Experts at the European Central Bank, in collaboration with researchers at Ruhr-Universitat Bochum in Germany, wanted to clarify how long do coronaviruses remain infectious on banknotes and coins? Is it possible to become infected through contact with cash?
The team treated various euro coins and banknotes with virus solutions of different concentrations and over several days observed how long infectious virus was still detectable. A stainless-steel surface served as a control in each case.
While infectious virus was still present on the stainless-steel surface after seven days, on the 10-euro banknote, it took only three days to completely disappear.
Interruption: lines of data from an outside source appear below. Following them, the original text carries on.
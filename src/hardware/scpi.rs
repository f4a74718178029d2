//! SCPI source meters and LCR meters.
//!
//! Drivers in this module speak SCPI over an abstract [`ScpiTransport`]. The source meter
//! model is resolved once from the `*IDN?` identity string into an [`SmuModel`] tag; the tag
//! selects the command dialect, the declared capabilities and the reading adapter that
//! turns a raw response into a number.
//!
//! | Model | Current reading | Voltage reading |
//! |-------|-----------------|-----------------|
//! | Keithley 2410 | field 1 of `V,I,R,T,S` | field 0 |
//! | Keithley 6517A | field 0, 4-char unit suffix stripped | field 0 |
//! | Generic | field 0 | field 0 |

use crate::hardware::capabilities::{
    AcLevel, Capability, CapabilitySet, ImpedanceFunction, LcrMeter, SourceMeter, TriggerMode,
};
use anyhow::{anyhow, Context, Result};
use async_trait::async_trait;
use std::fmt;
use std::sync::Arc;
use tokio::sync::Mutex;
use tracing::debug;

/// Trait for SCPI communication transports.
///
/// Abstracts the underlying communication mechanism (serial, VISA, TCP)
/// so drivers stay protocol-agnostic.
#[async_trait]
pub trait ScpiTransport: Send + Sync {
    /// Send a query command and return the trimmed response.
    async fn query(&self, command: &str) -> Result<String>;

    /// Send a command without expecting a response.
    async fn command(&self, command: &str) -> Result<()>;

    /// Discard any bytes waiting in the input buffer.
    async fn clear_input(&self) -> Result<()> {
        Ok(())
    }

    /// Close the session.
    async fn close(&self) -> Result<()> {
        Ok(())
    }
}

/// Parse a floating-point response from a SCPI query.
pub fn parse_f64_response(response: &str) -> Result<f64> {
    response
        .trim()
        .parse::<f64>()
        .with_context(|| format!("Failed to parse SCPI response as f64: '{}'", response))
}

fn field(response: &str, index: usize) -> Result<&str> {
    response
        .split(',')
        .nth(index)
        .ok_or_else(|| anyhow!("SCPI response '{}' has no field {}", response, index))
}

/// Source meter variant, resolved once from the identity string.
#[derive(Debug, Clone, Copy, PartialEq, Eq)]
pub enum SmuModel {
    /// Keithley 2400-series SourceMeter
    Keithley2410,
    /// Keithley 6517A electrometer with voltage source
    Keithley6517A,
    /// Any other SCPI source meter returning plain numbers
    Generic,
}

impl SmuModel {
    /// Resolve the model from an `*IDN?` response.
    ///
    /// The vendor is the first word of field 0 and the model the last word of field 1,
    /// both compared case-insensitively.
    pub fn from_identity(identity: &str) -> Self {
        let fields: Vec<&str> = identity.split(',').collect();
        if fields.len() < 2 {
            return SmuModel::Generic;
        }

        let vendor = fields[0].split_whitespace().next().unwrap_or("").to_uppercase();
        let model = fields[1]
            .split_whitespace()
            .last()
            .unwrap_or("")
            .to_uppercase();

        match (vendor.as_str(), model.as_str()) {
            ("KEITHLEY", "2410") => SmuModel::Keithley2410,
            ("KEITHLEY", "6517A") => SmuModel::Keithley6517A,
            _ => SmuModel::Generic,
        }
    }

    /// Operations this model supports.
    pub fn capabilities(self) -> CapabilitySet {
        match self {
            SmuModel::Keithley2410 => CapabilitySet::all(),
            SmuModel::Keithley6517A => CapabilitySet::all()
                .without(Capability::CurrentLimit)
                .without(Capability::VoltageSourceMode),
            SmuModel::Generic => CapabilitySet::basic()
                .with(Capability::PowerSwitch)
                .with(Capability::ClearInput),
        }
    }

    /// Convert a current query response into amperes.
    pub fn parse_current(self, response: &str) -> Result<f64> {
        match self {
            SmuModel::Keithley2410 => parse_f64_response(field(response, 1)?),
            SmuModel::Keithley6517A => {
                let value = field(response, 0)?.trim();
                let cut = value
                    .char_indices()
                    .rev()
                    .nth(3)
                    .map(|(i, _)| i)
                    .ok_or_else(|| anyhow!("6517A reading '{}' is too short", value))?;
                parse_f64_response(&value[..cut])
            }
            SmuModel::Generic => parse_f64_response(field(response, 0)?),
        }
    }

    /// Convert a voltage query response into volts.
    pub fn parse_voltage(self, response: &str) -> Result<f64> {
        parse_f64_response(field(response, 0)?)
    }

    fn voltage_query(self) -> &'static str {
        match self {
            SmuModel::Keithley2410 => ":MEAS:VOLT?",
            SmuModel::Keithley6517A | SmuModel::Generic => ":SOUR:VOLT?",
        }
    }

    fn current_query(self) -> &'static str {
        match self {
            SmuModel::Keithley2410 | SmuModel::Generic => ":MEAS:CURR?",
            SmuModel::Keithley6517A => ":READ?",
        }
    }
}

impl fmt::Display for SmuModel {
    fn fmt(&self, f: &mut fmt::Formatter<'_>) -> fmt::Result {
        match self {
            SmuModel::Keithley2410 => write!(f, "KEITHLEY_2410"),
            SmuModel::Keithley6517A => write!(f, "KEITHLEY_6517A"),
            SmuModel::Generic => write!(f, "generic"),
        }
    }
}

/// Source meter driven over SCPI.
pub struct ScpiSourceMeter {
    transport: Arc<dyn ScpiTransport>,
    model: SmuModel,
    identity: String,
}

impl ScpiSourceMeter {
    /// Query the identity string and resolve the model.
    pub async fn connect(transport: Arc<dyn ScpiTransport>) -> Result<Self> {
        let identity = transport
            .query("*IDN?")
            .await
            .context("Failed to query source meter identity")?;
        let model = SmuModel::from_identity(&identity);
        debug!(%identity, %model, "Source meter identified");

        Ok(Self {
            transport,
            model,
            identity,
        })
    }

    /// Resolved model tag.
    pub fn model(&self) -> SmuModel {
        self.model
    }
}

#[async_trait]
impl SourceMeter for ScpiSourceMeter {
    fn capabilities(&self) -> CapabilitySet {
        self.model.capabilities()
    }

    async fn name(&self) -> Result<String> {
        Ok(self.identity.clone())
    }

    async fn get_voltage(&self) -> Result<f64> {
        let response = self.transport.query(self.model.voltage_query()).await?;
        self.model.parse_voltage(&response)
    }

    async fn set_voltage(&self, volts: f64) -> Result<()> {
        self.transport.command(&format!(":SOUR:VOLT {}", volts)).await
    }

    async fn get_current(&self) -> Result<f64> {
        let response = self.transport.query(self.model.current_query()).await?;
        self.model.parse_current(&response)
    }

    async fn source_voltage_mode(&self) -> Result<()> {
        self.transport.command(":SOUR:FUNC VOLT").await
    }

    async fn set_current_limit(&self, amps: f64) -> Result<()> {
        self.transport
            .command(&format!(":SENS:CURR:PROT {}", amps))
            .await
    }

    async fn set_voltage_range(&self, volts: f64) -> Result<()> {
        self.transport
            .command(&format!(":SOUR:VOLT:RANG {}", volts))
            .await
    }

    async fn on(&self) -> Result<()> {
        self.transport.command(":OUTP ON").await
    }

    async fn off(&self) -> Result<()> {
        self.transport.command(":OUTP OFF").await
    }

    async fn is_on(&self) -> Result<bool> {
        let response = self.transport.query(":OUTP?").await?;
        match response.trim() {
            "1" | "ON" => Ok(true),
            "0" | "OFF" => Ok(false),
            other => Err(anyhow!("Unexpected output state '{}'", other)),
        }
    }

    async fn clear_input(&self) -> Result<()> {
        self.transport.clear_input().await
    }

    async fn release(&self) -> Result<()> {
        self.transport.close().await
    }
}

/// HP 4284A style LCR meter driven over SCPI.
pub struct ScpiLcrMeter {
    transport: Arc<dyn ScpiTransport>,
    trigger: Mutex<TriggerMode>,
}

impl ScpiLcrMeter {
    /// Wrap a transport. No I/O happens until the first command.
    pub fn new(transport: Arc<dyn ScpiTransport>) -> Self {
        Self {
            transport,
            trigger: Mutex::new(TriggerMode::Internal),
        }
    }
}

#[async_trait]
impl LcrMeter for ScpiLcrMeter {
    async fn name(&self) -> Result<String> {
        self.transport.query("*IDN?").await
    }

    async fn set_ac_voltage(&self, level: AcLevel) -> Result<()> {
        let command = match level {
            AcLevel::Volts(v) => format!(":VOLT {}", v),
            AcLevel::Min => ":VOLT MIN".to_string(),
        };
        self.transport.command(&command).await
    }

    async fn set_ac_frequency(&self, hertz: f64) -> Result<()> {
        self.transport.command(&format!(":FREQ {}", hertz)).await
    }

    async fn select_function(&self, function: ImpedanceFunction) -> Result<()> {
        self.transport
            .command(&format!(":FUNC:IMP {}", function.mnemonic()))
            .await
    }

    async fn set_trigger_mode(&self, mode: TriggerMode) -> Result<()> {
        self.transport
            .command(&format!(":TRIG:SOUR {}", mode.mnemonic()))
            .await?;
        *self.trigger.lock().await = mode;
        Ok(())
    }

    async fn measure(&self) -> Result<(f64, f64)> {
        if *self.trigger.lock().await != TriggerMode::Internal {
            self.transport.command(":TRIG:IMM").await?;
        }
        let response = self.transport.query(":FETC?").await?;
        let primary = parse_f64_response(field(&response, 0)?)?;
        let secondary = parse_f64_response(field(&response, 1)?)?;
        Ok((primary, secondary))
    }

    async fn release(&self) -> Result<()> {
        self.transport.close().await
    }
}

#[cfg(test)]
mod tests {
    use super::*;
    use crate::hardware::mock::MockScpiTransport;

    #[test]
    fn resolves_models_from_identity() {
        assert_eq!(
            SmuModel::from_identity("KEITHLEY INSTRUMENTS INC.,MODEL 2410,1234567,C30"),
            SmuModel::Keithley2410
        );
        assert_eq!(
            SmuModel::from_identity("Keithley Instruments,Model 6517A,0815,A13"),
            SmuModel::Keithley6517A
        );
        assert_eq!(
            SmuModel::from_identity("Rohde&Schwarz,HMP4040,1,1"),
            SmuModel::Generic
        );
        assert_eq!(SmuModel::from_identity("no commas here"), SmuModel::Generic);
    }

    #[test]
    fn reading_adapters() {
        let k2410 = SmuModel::Keithley2410;
        let reading = "-1.000E+01,-2.5E-07,+9.91E+37,+1.2E+04,+1.9E+04";
        assert_eq!(k2410.parse_current(reading).unwrap(), -2.5e-7);
        assert_eq!(k2410.parse_voltage(reading).unwrap(), -10.0);

        let k6517 = SmuModel::Keithley6517A;
        assert_eq!(
            k6517
                .parse_current("+1.0453E-12NADC,+0000183.13secs,+00004RDNG#")
                .unwrap(),
            1.0453e-12
        );
        assert!(k6517.parse_current("NADC").is_err());

        assert_eq!(SmuModel::Generic.parse_current("3e-9").unwrap(), 3e-9);
        assert!(SmuModel::Generic.parse_voltage("garbage").is_err());
    }

    #[test]
    fn electrometer_lacks_compliance() {
        let caps = SmuModel::Keithley6517A.capabilities();
        assert!(!caps.contains(Capability::CurrentLimit));
        assert!(caps.contains(Capability::PowerState));
    }

    #[tokio::test]
    async fn source_meter_speaks_model_dialect() {
        let transport = Arc::new(
            MockScpiTransport::new()
                .with_response("*IDN?", "KEITHLEY INSTRUMENTS INC.,MODEL 2410,1,C30")
                .with_response(":MEAS:CURR?", "-5.0E+00,1.5E-08,+9.9E+37")
                .with_response(":OUTP?", "1"),
        );
        let smu = ScpiSourceMeter::connect(transport.clone()).await.unwrap();
        assert_eq!(smu.model(), SmuModel::Keithley2410);

        smu.set_voltage(-5.0).await.unwrap();
        assert_eq!(smu.get_current().await.unwrap(), 1.5e-8);
        assert!(smu.is_on().await.unwrap());

        let log = transport.get_call_log();
        assert_eq!(log, vec!["*IDN?", ":SOUR:VOLT -5", ":MEAS:CURR?", ":OUTP?"]);
    }

    #[tokio::test]
    async fn lcr_meter_triggers_when_not_internal() {
        let transport = Arc::new(
            MockScpiTransport::new().with_response(":FETC?", "+1.2E-11,+4.5E+06,+0"),
        );
        let lcr = ScpiLcrMeter::new(transport.clone());

        lcr.set_ac_voltage(AcLevel::Min).await.unwrap();
        lcr.select_function(ImpedanceFunction::CpRp).await.unwrap();
        assert_eq!(lcr.measure().await.unwrap(), (1.2e-11, 4.5e6));

        lcr.set_trigger_mode(TriggerMode::Bus).await.unwrap();
        lcr.measure().await.unwrap();

        let log = transport.get_call_log();
        assert_eq!(
            log,
            vec![
                ":VOLT MIN",
                ":FUNC:IMP CPRP",
                ":FETC?",
                ":TRIG:SOUR BUS",
                ":TRIG:IMM",
                ":FETC?"
            ]
        );
    }
}
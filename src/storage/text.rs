//! Comma-separated text sink.
//!
//! ```text
//! # Identifier: IV_curve
//! # Comments: SMU: KEITHLEY 2410; Current limit: 1.00E-6 A
//! # Columns: timestamp, bias, current
//! "1.0","0.0","1e-6"
//! ```
//!
//! Values use Rust's shortest round-trip float formatting, so reading a field back with
//! `str::parse::<f64>` reproduces the written value exactly.

use super::RowSink;
use crate::error::ScanResult;
use csv::{QuoteStyle, Terminator, WriterBuilder};
use std::fs::File;
use std::io::Write;
use std::path::Path;

pub(super) struct TextSink {
    writer: csv::Writer<File>,
}

impl TextSink {
    pub(super) fn create(
        path: &Path,
        identifier: &str,
        comments: &[String],
        columns: &[&str],
    ) -> ScanResult<Self> {
        let mut file = File::create(path)?;

        let comments = format!("# Comments: {}", comments.join("; "));
        writeln!(file, "# Identifier: {identifier}")?;
        writeln!(file, "{}", comments.trim_end())?;
        writeln!(file, "# Columns: {}", columns.join(", "))?;
        file.flush()?;

        let writer = WriterBuilder::new()
            .has_headers(false)
            .quote_style(QuoteStyle::Always)
            .quote(b'"')
            .terminator(Terminator::Any(b'\n'))
            .from_writer(file);

        Ok(Self { writer })
    }
}

impl RowSink for TextSink {
    fn append(&mut self, values: &[f64]) -> ScanResult<()> {
        self.writer
            .write_record(values.iter().map(|v| format!("{v:?}")))?;
        self.writer.flush()?;
        Ok(())
    }

    fn finish(&mut self) -> ScanResult<()> {
        self.writer.flush()?;
        self.writer.get_ref().sync_all()?;
        Ok(())
    }
}
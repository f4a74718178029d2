//! Instrument Capabilities
//!
//! Instruments are consumed through two traits:
//!
//! - [`SourceMeter`]: a programmable voltage source that can also read current
//! - [`LcrMeter`]: an impedance meter used for capacitance-voltage scans
//!
//! Not every source meter supports every operation. Instead of probing at runtime,
//! each device declares a fixed [`CapabilitySet`] and callers branch on it:
//!
//! ```rust,ignore
//! if smu.supports(Capability::CurrentLimit) {
//!     smu.set_current_limit(1e-6).await?;
//! }
//! ```
//!
//! Calling an operation the device did not declare returns an error from the default
//! trait implementation. Absence of a capability is never an error by itself; the scan
//! code simply skips that setup step.
//!
//! # Design Philosophy
//!
//! Each trait:
//! - Is async (uses #[async_trait])
//! - Is thread-safe (requires Send + Sync)
//! - Uses anyhow::Result for errors
//! - Takes `&self`; drivers keep their state behind interior mutability

use anyhow::{bail, Result};
use async_trait::async_trait;
use std::fmt;

/// Optional source-meter operations.
#[derive(Debug, Clone, Copy, PartialEq, Eq, Hash)]
pub enum Capability {
    /// `get_voltage`
    ReadVoltage,
    /// `set_voltage`
    SetVoltage,
    /// `get_current`
    ReadCurrent,
    /// `source_voltage_mode`
    VoltageSourceMode,
    /// `set_current_limit`
    CurrentLimit,
    /// `set_voltage_range`
    VoltageRange,
    /// `on` / `off`
    PowerSwitch,
    /// `is_on`
    PowerState,
    /// `clear_input`
    ClearInput,
}

impl Capability {
    /// Every capability, in declaration order.
    pub const ALL: [Capability; 9] = [
        Capability::ReadVoltage,
        Capability::SetVoltage,
        Capability::ReadCurrent,
        Capability::VoltageSourceMode,
        Capability::CurrentLimit,
        Capability::VoltageRange,
        Capability::PowerSwitch,
        Capability::PowerState,
        Capability::ClearInput,
    ];

    fn bit(self) -> u16 {
        1 << (self as u16)
    }

    /// Operation name as used in log messages.
    pub fn as_str(self) -> &'static str {
        match self {
            Capability::ReadVoltage => "get_voltage",
            Capability::SetVoltage => "set_voltage",
            Capability::ReadCurrent => "get_current",
            Capability::VoltageSourceMode => "source_voltage_mode",
            Capability::CurrentLimit => "set_current_limit",
            Capability::VoltageRange => "set_voltage_range",
            Capability::PowerSwitch => "on/off",
            Capability::PowerState => "get_on",
            Capability::ClearInput => "clear_input",
        }
    }
}

impl fmt::Display for Capability {
    fn fmt(&self, f: &mut fmt::Formatter<'_>) -> fmt::Result {
        f.write_str(self.as_str())
    }
}

/// The set of operations a device declares at construction.
#[derive(Debug, Clone, Copy, PartialEq, Eq, Default)]
pub struct CapabilitySet(u16);

impl CapabilitySet {
    /// No optional operations.
    pub const fn empty() -> Self {
        Self(0)
    }

    /// Every operation.
    pub fn all() -> Self {
        Capability::ALL.into_iter().collect()
    }

    /// The minimum a device needs to be swept: read/set voltage and read current.
    pub fn basic() -> Self {
        [
            Capability::ReadVoltage,
            Capability::SetVoltage,
            Capability::ReadCurrent,
        ]
        .into_iter()
        .collect()
    }

    /// Add a capability.
    #[must_use]
    pub fn with(mut self, capability: Capability) -> Self {
        self.0 |= capability.bit();
        self
    }

    /// Remove a capability.
    #[must_use]
    pub fn without(mut self, capability: Capability) -> Self {
        self.0 &= !capability.bit();
        self
    }

    /// Whether the capability is declared.
    pub fn contains(&self, capability: Capability) -> bool {
        self.0 & capability.bit() != 0
    }

    /// Iterate over declared capabilities.
    pub fn iter(&self) -> impl Iterator<Item = Capability> + '_ {
        Capability::ALL.into_iter().filter(|c| self.contains(*c))
    }
}

impl FromIterator<Capability> for CapabilitySet {
    fn from_iter<I: IntoIterator<Item = Capability>>(iter: I) -> Self {
        iter.into_iter().fold(Self::empty(), |set, c| set.with(c))
    }
}

impl fmt::Display for CapabilitySet {
    fn fmt(&self, f: &mut fmt::Formatter<'_>) -> fmt::Result {
        let names: Vec<&str> = self.iter().map(Capability::as_str).collect();
        write!(f, "[{}]", names.join(", "))
    }
}

/// Capability: Voltage Source / Current Measure
///
/// # Contract
/// - Voltages in volts, currents in amperes
/// - `set_voltage` returns once the command is accepted; settling is the caller's job
/// - Operations not declared in [`SourceMeter::capabilities`] fail with an error
#[async_trait]
pub trait SourceMeter: Send + Sync {
    /// Operations this device supports.
    fn capabilities(&self) -> CapabilitySet;

    /// Convenience check against [`SourceMeter::capabilities`].
    fn supports(&self, capability: Capability) -> bool {
        self.capabilities().contains(capability)
    }

    /// Identity string of the device.
    async fn name(&self) -> Result<String> {
        Ok("unknown source meter".to_string())
    }

    /// Read the output voltage
    async fn get_voltage(&self) -> Result<f64> {
        bail!("{} not supported by this device", Capability::ReadVoltage)
    }

    /// Program the output voltage
    async fn set_voltage(&self, _volts: f64) -> Result<()> {
        bail!("{} not supported by this device", Capability::SetVoltage)
    }

    /// Measure the output current
    async fn get_current(&self) -> Result<f64> {
        bail!("{} not supported by this device", Capability::ReadCurrent)
    }

    /// Switch the device into voltage-sourcing mode
    async fn source_voltage_mode(&self) -> Result<()> {
        bail!("{} not supported by this device", Capability::VoltageSourceMode)
    }

    /// Set the compliance current
    async fn set_current_limit(&self, _amps: f64) -> Result<()> {
        bail!("{} not supported by this device", Capability::CurrentLimit)
    }

    /// Select the output range able to reach `volts`
    async fn set_voltage_range(&self, _volts: f64) -> Result<()> {
        bail!("{} not supported by this device", Capability::VoltageRange)
    }

    /// Enable the output
    async fn on(&self) -> Result<()> {
        bail!("{} not supported by this device", Capability::PowerSwitch)
    }

    /// Disable the output
    async fn off(&self) -> Result<()> {
        bail!("{} not supported by this device", Capability::PowerSwitch)
    }

    /// Whether the output is enabled
    async fn is_on(&self) -> Result<bool> {
        bail!("{} not supported by this device", Capability::PowerState)
    }

    /// Discard unread bytes waiting in the transport
    async fn clear_input(&self) -> Result<()> {
        bail!("{} not supported by this device", Capability::ClearInput)
    }

    /// Release the underlying session. Called once during teardown.
    async fn release(&self) -> Result<()> {
        Ok(())
    }
}

/// AC test signal level of an LCR meter.
#[derive(Debug, Clone, Copy, PartialEq)]
pub enum AcLevel {
    /// Explicit level in volts
    Volts(f64),
    /// Lowest level the meter supports (quiescent)
    Min,
}

/// Impedance measurement function of an LCR meter.
#[derive(Debug, Clone, Copy, PartialEq, Eq)]
pub enum ImpedanceFunction {
    /// Parallel capacitance and parallel resistance
    CpRp,
    /// Parallel capacitance and dissipation factor
    CpD,
    /// Series capacitance and series resistance
    CsRs,
}

impl ImpedanceFunction {
    /// Function mnemonic as used by SCPI LCR meters.
    pub fn mnemonic(self) -> &'static str {
        match self {
            ImpedanceFunction::CpRp => "CPRP",
            ImpedanceFunction::CpD => "CPD",
            ImpedanceFunction::CsRs => "CSRS",
        }
    }
}

/// Trigger source of an LCR meter.
#[derive(Debug, Clone, Copy, PartialEq, Eq)]
pub enum TriggerMode {
    /// Free-running internal trigger
    Internal,
    /// Trigger on bus command
    Bus,
    /// Hold until triggered
    Hold,
}

impl TriggerMode {
    /// Trigger mnemonic as used by SCPI LCR meters.
    pub fn mnemonic(self) -> &'static str {
        match self {
            TriggerMode::Internal => "INT",
            TriggerMode::Bus => "BUS",
            TriggerMode::Hold => "HOLD",
        }
    }
}

/// Capability: Impedance Measurement
///
/// # Contract
/// - `measure` returns the `(primary, secondary)` pair of the selected function,
///   e.g. `(cp, rp)` in farads and ohms for [`ImpedanceFunction::CpRp`]
#[async_trait]
pub trait LcrMeter: Send + Sync {
    /// Identity string of the device.
    async fn name(&self) -> Result<String> {
        Ok("unknown LCR meter".to_string())
    }

    /// Set the AC test signal level
    async fn set_ac_voltage(&self, level: AcLevel) -> Result<()>;

    /// Set the AC test signal frequency in hertz
    async fn set_ac_frequency(&self, hertz: f64) -> Result<()>;

    /// Select the measurement function
    async fn select_function(&self, function: ImpedanceFunction) -> Result<()>;

    /// Select the trigger source
    async fn set_trigger_mode(&self, mode: TriggerMode) -> Result<()>;

    /// Read one `(primary, secondary)` pair
    async fn measure(&self) -> Result<(f64, f64)>;

    /// Release the underlying session.
    async fn release(&self) -> Result<()> {
        Ok(())
    }
}

#[cfg(test)]
mod tests {
    use super::*;

    struct ReadOnlyMeter;

    #[async_trait]
    impl SourceMeter for ReadOnlyMeter {
        fn capabilities(&self) -> CapabilitySet {
            CapabilitySet::empty().with(Capability::ReadCurrent)
        }

        async fn get_current(&self) -> Result<f64> {
            Ok(1e-9)
        }
    }

    #[test]
    fn capability_set_membership() {
        let set = CapabilitySet::basic().with(Capability::PowerSwitch);
        assert!(set.contains(Capability::SetVoltage));
        assert!(set.contains(Capability::PowerSwitch));
        assert!(!set.contains(Capability::CurrentLimit));

        let set = set.without(Capability::PowerSwitch);
        assert!(!set.contains(Capability::PowerSwitch));
        assert_eq!(CapabilitySet::all().iter().count(), Capability::ALL.len());
    }

    #[test]
    fn capability_set_display() {
        let set = CapabilitySet::empty()
            .with(Capability::ReadVoltage)
            .with(Capability::PowerState);
        assert_eq!(set.to_string(), "[get_voltage, get_on]");
    }

    #[tokio::test]
    async fn undeclared_operations_fail() {
        let meter = ReadOnlyMeter;
        assert!(meter.supports(Capability::ReadCurrent));
        assert!(!meter.supports(Capability::SetVoltage));
        assert_eq!(meter.get_current().await.unwrap(), 1e-9);

        let err = meter.set_voltage(10.0).await.unwrap_err();
        assert!(err.to_string().contains("set_voltage"));
    }
}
For the 10-cent, 1-euro, and 5-cent coins after six days, two days and one hour, respectively, no infectious virus was detectable.
"The rapid decline on the 5-cent piece is because it's made of copper, on which viruses are known to be less stable," explained Daniel Todt, from the varsity's Department of Molecular and Medical Virology.
The study was published in the journal iScience.
The researchers also developed a new method to study how well the virus is transferred from a surface to the fingertip.
They contaminated banknotes, coins and credit-card-like PVC plates with harmless coronaviruses and, under high-security conditions, also with SARS-CoV-2.
These surfaces were then touched, while still wet or when already dried, by test subjects with their fingertips or, in the case of SARS-CoV-2, with artificial skin.
Cell cultures were then inoculated with the viruses adhering to the fingertips. This allowed the researchers to determine the number of transmitted virus particles that were still infectious.
"We saw that immediately after the liquid had dried, there was practically no transmission of infectious virus," Todt said.
"Under realistic conditions, infection with SARS-CoV-2 from cash is very unlikely," he added.
Smear infections via surfaces are almost non-existent. The current study was conducted with the Alpha variant of SARS-CoV-2 in addition to the wild-type variant.
"We assume that other variants, such as the currently predominant Delta variant, also behave similarly," said Eike Steinmann, Professor at the varsity.